2014 Reissue of the Year – 4th Annual Ultimate Classic Rock Awards
Our 4th Annual Ultimate Classic Rock Awards for 2014's Reissue of the Year includes some of music's all-time biggest names. The Beatles, Bob Dylan, Elton John, Led Zeppelin, Rush and Bruce Springsteen all released expanded versions of some of their greatest works or new collections gathering gems from their vaults. So vote now for Reissue of the Year:
Six CDs document the Allman Brothers' historic 1971 concerts that served as basis for 'At Fillmore East,' one of the best live albums ever made. 'The 1971 Fillmore East Recordings' gathers every note and features the group at its peak.
The Beatles' U.S. albums introduced millions of American fans to the band's music. This 13-disc set gathers the ones that differ from the U.K. releases in both mono and stereo mixes. A historically significant set no matter how you look at it.
Crosby, Stills, Nash and Young's 1974 tour was a disaster, with the four members at each others' throats and barely keeping it together onstage. But this set proves that sometimes they also managed to make some great music.
Deep Purple's live album gets an expanded makeover, collecting all three nights of shows that were recorded for the original 1974 LP. This 40th-anniversary edition also includes a DVD with a new documentary about the album.
Back in 1967, Bob Dylan and the Band recorded a bunch of songs in the basement of their New York house. After years of bootlegs and abridged official releases, every note is collected on six CDs that seal, once and for all, their legend.
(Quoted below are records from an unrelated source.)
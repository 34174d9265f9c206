//! Preview row model.

use std::fmt;
use std::str::FromStr;

use serde::Serialize;

#[derive(Debug, Clone, Copy, PartialEq, Eq, Serialize)]
#[serde(rename_all = "lowercase")]
pub enum PreviewStatus {
    Queued,
    Processing,
    Ready,
    Failed,
}

impl PreviewStatus {
    pub fn as_str(&self) -> &'static str {
        match self {
            Self::Queued => "queued",
            Self::Processing => "processing",
            Self::Ready => "ready",
            Self::Failed => "failed",
        }
    }
}

impl fmt::Display for PreviewStatus {
    fn fmt(&self, f: &mut fmt::Formatter<'_>) -> fmt::Result {
        f.write_str(self.as_str())
    }
}

impl FromStr for PreviewStatus {
    type Err = String;

    fn from_str(s: &str) -> Result<Self, Self::Err> {
        match s {
            "queued" => Ok(Self::Queued),
            "processing" => Ok(Self::Processing),
            "ready" => Ok(Self::Ready),
            "failed" => Ok(Self::Failed),
            other => Err(format!("unknown preview status: {other}")),
        }
    }
}

/// Identifies one preview: at most one row exists per key.
#[derive(Debug, Clone, PartialEq, Eq, Hash)]
pub struct PreviewKey {
    pub document_id: String,
    pub namespace: String,
    pub variant: String,
}

impl PreviewKey {
    pub fn new(
        document_id: impl Into<String>,
        namespace: impl Into<String>,
        variant: impl Into<String>,
    ) -> Self {
        Self {
            document_id: document_id.into(),
            namespace: namespace.into(),
            variant: variant.into(),
        }
    }

    /// Object storage key the rendered image is written to.
    pub fn object_key(&self) -> String {
        format!(
            "{}/previews/{}/{}.jpg",
            self.namespace, self.document_id, self.variant
        )
    }
}

impl fmt::Display for PreviewKey {
    fn fmt(&self, f: &mut fmt::Formatter<'_>) -> fmt::Result {
        write!(f, "{}/{}/{}", self.namespace, self.document_id, self.variant)
    }
}

/// Metadata recorded when a preview becomes ready.
#[derive(Debug, Clone, PartialEq, Eq, Serialize)]
pub struct ReadyMeta {
    pub content_type: String,
    pub width: u32,
    pub height: u32,
    pub byte_size: u64,
    pub etag: String,
}

#[derive(Debug, Clone, PartialEq, Eq)]
pub struct PreviewRow {
    pub key: PreviewKey,
    pub status: PreviewStatus,
    pub source_last_modified_ms: i64,
    pub object_key: String,
    pub content_type: Option<String>,
    pub width: Option<u32>,
    pub height: Option<u32>,
    pub byte_size: Option<u64>,
    pub etag: Option<String>,
    pub lease_owner: Option<String>,
    pub lease_until_ms: Option<i64>,
    pub attempt_count: i64,
    pub last_error: Option<String>,
    pub created_at_ms: i64,
    pub updated_at_ms: i64,
}

impl PreviewRow {
    pub fn ready_meta(&self) -> Option<ReadyMeta> {
        Some(ReadyMeta {
            content_type: self.content_type.clone()?,
            width: self.width?,
            height: self.height?,
            byte_size: self.byte_size?,
            etag: self.etag.clone()?,
        })
    }

    /// True while another worker may still be rendering this row.
    pub fn lease_is_live(&self, now_ms: i64) -> bool {
        self.status == PreviewStatus::Processing
            && self.lease_until_ms.is_some_and(|until| until > now_ms)
    }
}
/// Find the cover image of an EPUB archive.
///
/// Looks for a manifest item marked `cover-image`, then the item named by
/// `<meta name="cover">`, then the first image in the manifest.
pub fn extract_epub_cover(archive: &[u8]) -> Result<EpubCover, RenderError> {
    let mut zip = zip::ZipArchive::new(Cursor::new(archive))
        .map_err(|e| RenderError::Epub(format!("not a zip archive: {e}")))?;

    let container = read_entry(&mut zip, "META-INF/container.xml")?;
    let container = String::from_utf8_lossy(&container);
    let opf_path = CONTAINER_ROOTFILE
        .captures(&container)
        .map(|c| c[1].to_string())
        .ok_or_else(|| RenderError::Epub("container.xml has no rootfile".into()))?;

    let opf = read_entry(&mut zip, &opf_path)?;
    let opf = String::from_utf8_lossy(&opf);

    let items: Vec<ManifestItem> = ITEM_TAG
        .find_iter(&opf)
        .map(|m| {
            let mut item = ManifestItem::default();
            for (name, value) in attributes(m.as_str()) {
                match name.as_str() {
                    "id" => item.id = value,
                    "href" => item.href = value,
                    "media-type" => item.media_type = value,
                    "properties" => item.properties = value,
                    _ => {}
                }
            }
            item
        })
        .collect();

    let meta_cover_id = META_TAG.find_iter(&opf).find_map(|m| {
        let attrs: Vec<(String, String)> = attributes(m.as_str()).collect();
        let is_cover = attrs.iter().any(|(n, v)| n == "name" && v == "cover");
        is_cover
            .then(|| attrs.into_iter().find(|(n, _)| n == "content").map(|(_, v)| v))
            .flatten()
    });

    let is_image = |item: &&ManifestItem| item.media_type.starts_with("image/");
    let cover = items
        .iter()
        .filter(is_image)
        .find(|item| item.properties.split_whitespace().any(|p| p == "cover-image"))
        .or_else(|| {
            let id = meta_cover_id.as_deref()?;
            items.iter().filter(is_image).find(|item| item.id == id)
        })
        .or_else(|| items.iter().find(is_image))
        .ok_or_else(|| RenderError::Epub("no cover image in manifest".into()))?;

    let path = resolve_href(&opf_path, &cover.href);
    let data = read_entry(&mut zip, &path)?;
    let extension = match cover.media_type.as_str() {
        "image/jpeg" => "jpg",
        "image/png" => "png",
        "image/gif" => "gif",
        "image/webp" => "webp",
        "image/svg+xml" => "svg",
        _ => "img",
    }
    .to_string();

    debug!("EPUB cover {path} ({} bytes)", data.len());
    Ok(EpubCover {
        path,
        extension,
        data,
    })
}

/// Width and height from the first SOF marker of a JPEG stream.
pub fn jpeg_dimensions(data: &[u8]) -> Option<(u32, u32)> {
    if data.len() < 4 || data[0] != 0xFF || data[1] != 0xD8 {
        return None;
    }
    let mut i = 2;
    while i + 3 < data.len() {
        if data[i] != 0xFF {
            return None;
        }
        let marker = data[i + 1];
        if marker == 0xFF {
            // fill byte
            i += 1;
            continue;
        }
        if marker == 0x01 || (0xD0..=0xD8).contains(&marker) {
            i += 2;
            continue;
        }
        let len = u16::from_be_bytes([data[i + 2], data[i + 3]]) as usize;
        let is_sof = (0xC0..=0xCF).contains(&marker) && !matches!(marker, 0xC4 | 0xC8 | 0xCC);
        if is_sof {
            let frame = data.get(i + 4..i + 9)?;
            let height = u16::from_be_bytes([frame[1], frame[2]]) as u32;
            let width = u16::from_be_bytes([frame[3], frame[4]]) as u32;
            return Some((width, height));
        }
        if marker == 0xDA || len < 2 {
            return None;
        }
        i += 2 + len;
    }
    None
}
Elton John's 1973 masterpiece gets updated for a belated 40th-anniversary celebration, with demos, outtakes, B-sides and a concert recorded in London at a time when he was on top of the world. Some new artists cover the master, too.
Jimmy Page is once again remastering Led Zeppelin's catalog, but this time he's throwing in bonus discs with previously unreleased songs and sessions. The band's first five albums are all available now, with more on the way this year.
The Beatles-worshipping Oasis celebrated their 20th anniversary with expanded reissues of their first two albums, 1994's debut 'Definitely Maybe' and 1995's breakthrough '(What's the Story) Morning Glory?' Demos, live cuts and B-sides fill the extra discs.
Rush's self-titled debut album from 1974 marks its 40th anniversary with a reissue packed with a vinyl remaster and goodies like a family tree, the band's first promo poster and other early artifacts from the group's pre-Neil Peart lineup.
Soundgarden's 1994 grunge milestone holds up better than many of the era's albums, so this five-disc set -- loaded with remixes, demos and live cuts -- packs a lotta muscle. Twenty years later, 'Superunkown' is still influencing modern rock.
Ordinarily, we wouldn't be too excited about a box set that gathers Bruce Springsteen's first seven albums without any bonus tracks. But seeing that all but two have never been remastered for CD before now, it's reason for much excitement.
The Velvet Underground stripped away some of the rough edges on their third record. After two albums of art-rock noise, the late-night folk music on their self-titled masterpiece is a revelation. The '45th Anniversary Super Deluxe Edition' adds outtakes and a concert to the mix.